In response to the various statements against the BMZ poster campaign “The Big Five”, we have written an article that is intended to present a self-critical review and to make the debate accessible to an English-speaking audience. The article has been published in the journal Critical Literacy: Theories and Practices. We hope it is helpful for the further discussion about racism and power relations in DC. The article can be downloaded here.

Institutional discrimination

Recently, the Federal Anti-Discrimination Agency published its new report on discrimination in education and employment. The report not only details how discriminatory and exclusionary the German education and employment landscape is, it also makes extensive recommendations for change.

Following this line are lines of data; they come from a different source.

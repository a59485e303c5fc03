// Job sources feed the catalog its full posting list in one shot.

pub mod json;
pub mod seed;

use async_trait::async_trait;

use crate::error::CatalogError;
use crate::models::job::JobPosting;

pub use json::JsonFileSource;
pub use seed::SeedSource;

/// Trait that every catalog data source implements.
/// A source returns the complete ordered posting list or fails as a whole.
#[async_trait]
pub trait JobSource: Send + Sync {
    /// Human-readable name used in logs.
    fn name(&self) -> &str;

    /// Fetch every posting the catalog should hold.
    async fn fetch(&self) -> Result<Vec<JobPosting>, CatalogError>;
}
impl Agent {
    pub fn new(
        profile: AgentProfile,
        settings: AgentSettings,
        model: Arc<dyn LanguageModel>,
        config: &MindConfig,
    ) -> Self {
        let summary = profile.personality.summary(&profile.name, profile.age);
        let (notifier, _) = broadcast::channel(NOTIFICATION_CAPACITY);
        Self {
            id: profile.id,
            name: profile.name,
            age: profile.age,
            personality: profile.personality,
            summary,
            settings,
            stream: MemoryStream::new(),
            planner: PlanningEngine::new(config.planning.clone()),
            reflector: ReflectionEngine::new(config.reflection.clone(), settings.retention),
            reactor: ReactionEngine::new(config.reaction.clone()),
            weights: RetrievalWeights::from(&config.retrieval),
            default_k: config.retrieval.default_k,
            action: Action::idle(),
            location: profile.position,
            model,
            notifier,
        }
    }

    /// Builds an agent with default settings.
    pub fn from_profile(
        profile: AgentProfile,
        model: Arc<dyn LanguageModel>,
        config: &MindConfig,
    ) -> Self {
        Self::new(profile, AgentSettings::default(), model, config)
    }

    pub fn into_handle(self) -> AgentHandle {
        Arc::new(Mutex::new(self))
    }

    pub fn id(&self) -> &AgentId {
        &self.id
    }

    pub fn name(&self) -> &str {
        &self.name
    }

    pub fn age(&self) -> u32 {
        self.age
    }

    pub fn personality(&self) -> &Personality {
        &self.personality
    }

    /// Personality summary used as generation context.
    pub fn summary(&self) -> &str {
        &self.summary
    }

    pub fn settings(&self) -> &AgentSettings {
        &self.settings
    }

    pub fn action(&self) -> &Action {
        &self.action
    }

    pub fn location(&self) -> Position {
        self.location
    }

    pub fn memories(&self) -> &MemoryStream {
        &self.stream
    }

    pub fn planner(&self) -> &PlanningEngine {
        &self.planner
    }

    pub fn reflector(&self) -> &ReflectionEngine {
        &self.reflector
    }

    pub fn latest_plan_iteration(&self) -> u32 {
        self.planner.latest_plan_iteration()
    }

    /// Label of the minute step being executed, if any.
    pub fn current_activity(&self) -> Option<&str> {
        self.planner.current_activity(&self.stream)
    }

    /// Receives action and location changes from now on.
    pub fn subscribe(&self) -> broadcast::Receiver<AgentNotification> {
        self.notifier.subscribe()
    }

    /// Records a percept, reacts to it, and reflects if enough has
    /// accumulated.
    ///
    /// Only a failed importance score or embedding fails the call; replanning
    /// and reflection failures are logged and leave the observation in place.
    pub async fn observe(
        &mut self,
        description: &str,
        now: SimTime,
    ) -> Result<ObserveOutcome, CoreError> {
        self.record_observation(MemoryDraft::observation(description), now)
            .await
    }

    /// Records a percept about another agent.
    pub async fn observe_about(
        &mut self,
        description: &str,
        subject: AgentId,
        now: SimTime,
    ) -> Result<ObserveOutcome, CoreError> {
        self.record_observation(MemoryDraft::observation_about(description, subject), now)
            .await
    }

    async fn record_observation(
        &mut self,
        draft: MemoryDraft,
        now: SimTime,
    ) -> Result<ObserveOutcome, CoreError> {
        let description = draft.description.clone();
        let memory = self.stream.append(self.model.as_ref(), draft, now).await?;
        let Some(recorded) = self.stream.get(memory) else {
            return Err(CoreError::UnknownMemory(memory));
        };
        let importance = recorded.importance();
        let reaction = self
            .reactor
            .on_observe(recorded, self.planner.current_activity(&self.stream));
        self.reflector.record_observation(importance);
        debug!(agent = %self.id, memory = %memory, importance, "observed");

        if let Reaction::Interrupt { severe } = reaction {
            info!(agent = %self.id, importance, severe, "interrupted by observation");
            let reason = ReplanReason::new(description, severe);
            let persona = Persona {
                name: &self.name,
                summary: &self.summary,
            };
            match self
                .planner
                .replan(&mut self.stream, self.model.as_ref(), persona, &reason, now)
                .await
            {
                Ok(()) => self.sync_action(now),
                Err(err) => warn!(agent = %self.id, error = %err, "replanning failed"),
            }
        }

        let reflection = match self.reflect_if_due(now).await {
            Ok(reflection) => reflection,
            Err(err) => {
                warn!(agent = %self.id, error = %err, "reflection deferred");
                None
            }
        };

        Ok(ObserveOutcome {
            memory,
            importance,
            reaction,
            reflection,
        })
    }

    /// Synthesizes a reflection if accumulated importance has reached the
    /// threshold. Safe to call at any time; below threshold it does nothing.
    pub async fn reflect_if_due(&mut self, now: SimTime) -> Result<Option<MemoryRef>, CoreError> {
        let persona = Persona {
            name: &self.name,
            summary: &self.summary,
        };
        self.reflector
            .maybe_reflect(
                &mut self.stream,
                self.model.as_ref(),
                persona,
                &self.weights,
                now,
            )
            .await
    }

    /// Top memories for `query`; `k` is capped by the agent's attention.
    pub async fn retrieve(
        &mut self,
        query: &str,
        k: usize,
        now: SimTime,
    ) -> Result<Vec<Memory>, CoreError> {
        let k = k.min(self.settings.attention);
        self.stream
            .retrieve(self.model.as_ref(), query, k, now, &self.weights)
            .await
    }

    /// Top memories for `query` at the configured default depth.
    pub async fn recall(&mut self, query: &str, now: SimTime) -> Result<Vec<Memory>, CoreError> {
        self.retrieve(query, self.default_k, now).await
    }

    /// Whether `position` lies within the agent's visual range.
    pub fn can_see(&self, position: &Position) -> bool {
        self.location.distance_to(position) <= self.settings.visual_range
    }

    /// Generates a day plan (see [`PlanningEngine::create_plan`]) and
    /// updates the current action.
    pub async fn create_plan(&mut self, force: bool, now: SimTime) -> Result<bool, CoreError> {
        let persona = Persona {
            name: &self.name,
            summary: &self.summary,
        };
        let created = self
            .planner
            .create_plan(&mut self.stream, self.model.as_ref(), persona, force, now)
            .await?;
        self.sync_action(now);
        Ok(created)
    }

    /// Moves to the plan step covering `now` and returns the new action.
    pub async fn advance_current_task(&mut self, now: SimTime) -> Result<&Action, CoreError> {
        let persona = Persona {
            name: &self.name,
            summary: &self.summary,
        };
        self.planner
            .advance(&mut self.stream, self.model.as_ref(), persona, now)
            .await?;
        self.sync_action(now);
        Ok(&self.action)
    }

    pub fn set_location(&mut self, position: Position, now: SimTime) {
        if position == self.location {
            return;
        }
        self.location = position;
        self.notify(AgentNotification::LocationChanged {
            agent_id: self.id.clone(),
            position,
            at: now,
        });
    }

    /// Scores and embeds an interaction memory without recording it.
    pub async fn prepare_memory(
        &self,
        draft: MemoryDraft,
        now: SimTime,
    ) -> Result<PreparedMemory, CoreError> {
        self.stream.validate(&draft, now)?;
        MemoryStream::prepare(self.model.as_ref(), draft, now).await
    }

    /// Records a prepared memory. Observations count towards reflection.
    pub fn commit_memory(&mut self, prepared: PreparedMemory) -> MemoryRef {
        if prepared.kind() == MemoryKind::Observation {
            self.reflector.record_observation(prepared.importance());
        }
        self.stream.commit(prepared)
    }

    pub fn snapshot(&self) -> AgentSnapshot {
        AgentSnapshot {
            agent_id: self.id.clone(),
            name: self.name.clone(),
            age: self.age,
            action: self.action.clone(),
            location: self.location,
            memory_counts: self.stream.counts(),
            latest_plan_iteration: self.planner.latest_plan_iteration(),
        }
    }

    fn sync_action(&mut self, now: SimTime) {
        let action = self
            .planner
            .current_activity(&self.stream)
            .map(Action::from_activity)
            .unwrap_or_else(Action::idle);
        if action == self.action {
            return;
        }
        self.action = action.clone();
        self.notify(AgentNotification::ActionChanged {
            agent_id: self.id.clone(),
            action,
            at: now,
        });
    }

    fn notify(&self, notification: AgentNotification) {
        // No subscribers is not an error
        let _ = self.notifier.send(notification);
    }
}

A look at development policy institutions and organizations in Germany confirms that here, too, and especially here, these recommendations should urgently be taken note of. The newly founded umbrella organization Migration-Development-Participation e.V. (MEPa) emphasizes in a statement that they “miss an adequate integration of migrant experts in many federal states” and that they “do not see equal opportunities for migrants in the NGO structures at present”. AG Sporen lobal from Hamburg is even more specific. In an article entitled “One year of accusations of racism against Eine Welt Netzwerk Hamburg e.V.”, she looks back at how the accusation of structural racism against the state network was dealt with:
“A wall of silence surrounds the moveGLOBAL affair, like most discrimination cases in this country. The personalities in the former moveGLOBAL project advisory board cover EWNW’s back and sweep the affair under the carpet. The Arbeitsgemeinschaft der Landesnetzwerke in der Eine-Welt-Arbeit – agl – does not question its Hamburg member EWNW. The partly newly elected board of the EWNW is silent – as is the old one. The donor BMZ seems to have forgotten the issue. Business as usual – One year of accusations of racism against Eine Welt Netzwerk Hamburg e. V.”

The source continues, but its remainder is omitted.